> Data:

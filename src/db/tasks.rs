//! Checklist task rows. Later stages only insert new rows or append notes;
//! nothing here ever deletes a task on behalf of a stage.

use tokio_postgres::Row;
use uuid::Uuid;

use crate::error::StoreError;
use crate::model::{NewTask, Priority, Stage, Task, TaskCategory};

use super::{Store, parse_column};

const TASK_COLUMNS: &str = "id, user_id, group_id, title, description, category, priority, \
     due_date, display_order, stage, notes, is_completed, completed_at, is_deleted, created_at";

fn map_task(row: &Row) -> Result<Task, StoreError> {
    let category: TaskCategory = parse_column("tasks", "category", row.get("category"))?;
    let priority: Priority = parse_column("tasks", "priority", row.get("priority"))?;
    let stage: Stage = parse_column("tasks", "stage", row.get("stage"))?;
    Ok(Task {
        id: row.get("id"),
        user_id: row.get("user_id"),
        group_id: row.get("group_id"),
        title: row.get("title"),
        description: row.get("description"),
        category,
        priority,
        due_date: row.get("due_date"),
        display_order: row.get("display_order"),
        stage,
        notes: row.get("notes"),
        is_completed: row.get("is_completed"),
        completed_at: row.get("completed_at"),
        is_deleted: row.get("is_deleted"),
        created_at: row.get("created_at"),
    })
}

impl Store {
    /// Insert a batch of generated tasks in one transaction, so the
    /// checklist appears to the user all at once or not at all.
    pub async fn insert_tasks(
        &self,
        user_id: Uuid,
        tasks: &[NewTask],
    ) -> Result<Vec<Uuid>, StoreError> {
        let mut conn = self.conn().await?;
        let tx = conn.transaction().await?;
        let mut ids = Vec::with_capacity(tasks.len());
        for task in tasks {
            let id = Uuid::new_v4();
            tx.execute(
                "INSERT INTO tasks
                   (id, user_id, title, description, category, priority,
                    due_date, display_order, stage)
                 VALUES ($1, $2, $3, $4, $5, $6, $7, $8, $9)",
                &[
                    &id,
                    &user_id,
                    &task.title,
                    &task.description,
                    &task.category.as_str(),
                    &task.priority.as_str(),
                    &task.due_date,
                    &task.display_order,
                    &task.stage.as_str(),
                ],
            )
            .await?;
            ids.push(id);
        }
        tx.commit().await?;
        Ok(ids)
    }

    /// Open (not completed, not deleted) tasks, soonest due first.
    pub async fn open_tasks(&self, user_id: Uuid) -> Result<Vec<Task>, StoreError> {
        let conn = self.conn().await?;
        let rows = conn
            .query(
                &format!(
                    "SELECT {TASK_COLUMNS} FROM tasks
                     WHERE user_id = $1 AND is_deleted = FALSE AND is_completed = FALSE
                     ORDER BY due_date ASC NULLS LAST, display_order ASC"
                ),
                &[&user_id],
            )
            .await?;
        rows.iter().map(map_task).collect()
    }

    pub async fn task_by_id(&self, task_id: Uuid) -> Result<Option<Task>, StoreError> {
        let conn = self.conn().await?;
        let row = conn
            .query_opt(
                &format!(
                    "SELECT {TASK_COLUMNS} FROM tasks WHERE id = $1 AND is_deleted = FALSE"
                ),
                &[&task_id],
            )
            .await?;
        row.as_ref().map(map_task).transpose()
    }

    /// Owning user of a live task, for ownership checks.
    pub async fn task_owner(&self, task_id: Uuid) -> Result<Option<Uuid>, StoreError> {
        let conn = self.conn().await?;
        let row = conn
            .query_opt(
                "SELECT user_id FROM tasks WHERE id = $1 AND is_deleted = FALSE",
                &[&task_id],
            )
            .await?;
        Ok(row.map(|r| r.get("user_id")))
    }

    /// Highest display order so far; later stages append after it.
    pub async fn max_display_order(&self, user_id: Uuid) -> Result<i32, StoreError> {
        let conn = self.conn().await?;
        let row = conn
            .query_one(
                "SELECT COALESCE(MAX(display_order), 0) AS max_order
                 FROM tasks WHERE user_id = $1 AND is_deleted = FALSE",
                &[&user_id],
            )
            .await?;
        Ok(row.get("max_order"))
    }

    pub async fn count_tasks(&self, user_id: Uuid) -> Result<i64, StoreError> {
        let conn = self.conn().await?;
        let row = conn
            .query_one(
                "SELECT COUNT(*) AS n FROM tasks WHERE user_id = $1 AND is_deleted = FALSE",
                &[&user_id],
            )
            .await?;
        Ok(row.get("n"))
    }

    pub async fn set_task_completed(
        &self,
        task_id: Uuid,
        completed: bool,
    ) -> Result<(), StoreError> {
        let conn = self.conn().await?;
        let updated = conn
            .execute(
                "UPDATE tasks
                 SET is_completed = $2,
                     completed_at = CASE WHEN $2 THEN now() ELSE NULL END,
                     updated_at = now()
                 WHERE id = $1 AND is_deleted = FALSE",
                &[&task_id, &completed],
            )
            .await?;
        if updated == 0 {
            return Err(StoreError::NotFound {
                entity: "task",
                id: task_id.to_string(),
            });
        }
        Ok(())
    }

    /// Append an enrichment note, preserving earlier notes.
    pub async fn append_task_note(&self, task_id: Uuid, note: &str) -> Result<(), StoreError> {
        let conn = self.conn().await?;
        let updated = conn
            .execute(
                "UPDATE tasks
                 SET notes = CASE WHEN notes IS NULL OR notes = '' THEN $2
                                  ELSE notes || E'\\n\\n' || $2 END,
                     updated_at = now()
                 WHERE id = $1 AND is_deleted = FALSE",
                &[&task_id, &note],
            )
            .await?;
        if updated == 0 {
            return Err(StoreError::NotFound {
                entity: "task",
                id: task_id.to_string(),
            });
        }
        Ok(())
    }
}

> Work required:
Wherever the string "description" appears in a line of the records above, copy that line.

> Solved exercise:
const TASK_COLUMNS: &str = "id, user_id, group_id, title, description, category, priority, \
        description: row.get("description"),
                   (id, user_id, title, description, category, priority,
                    &task.description,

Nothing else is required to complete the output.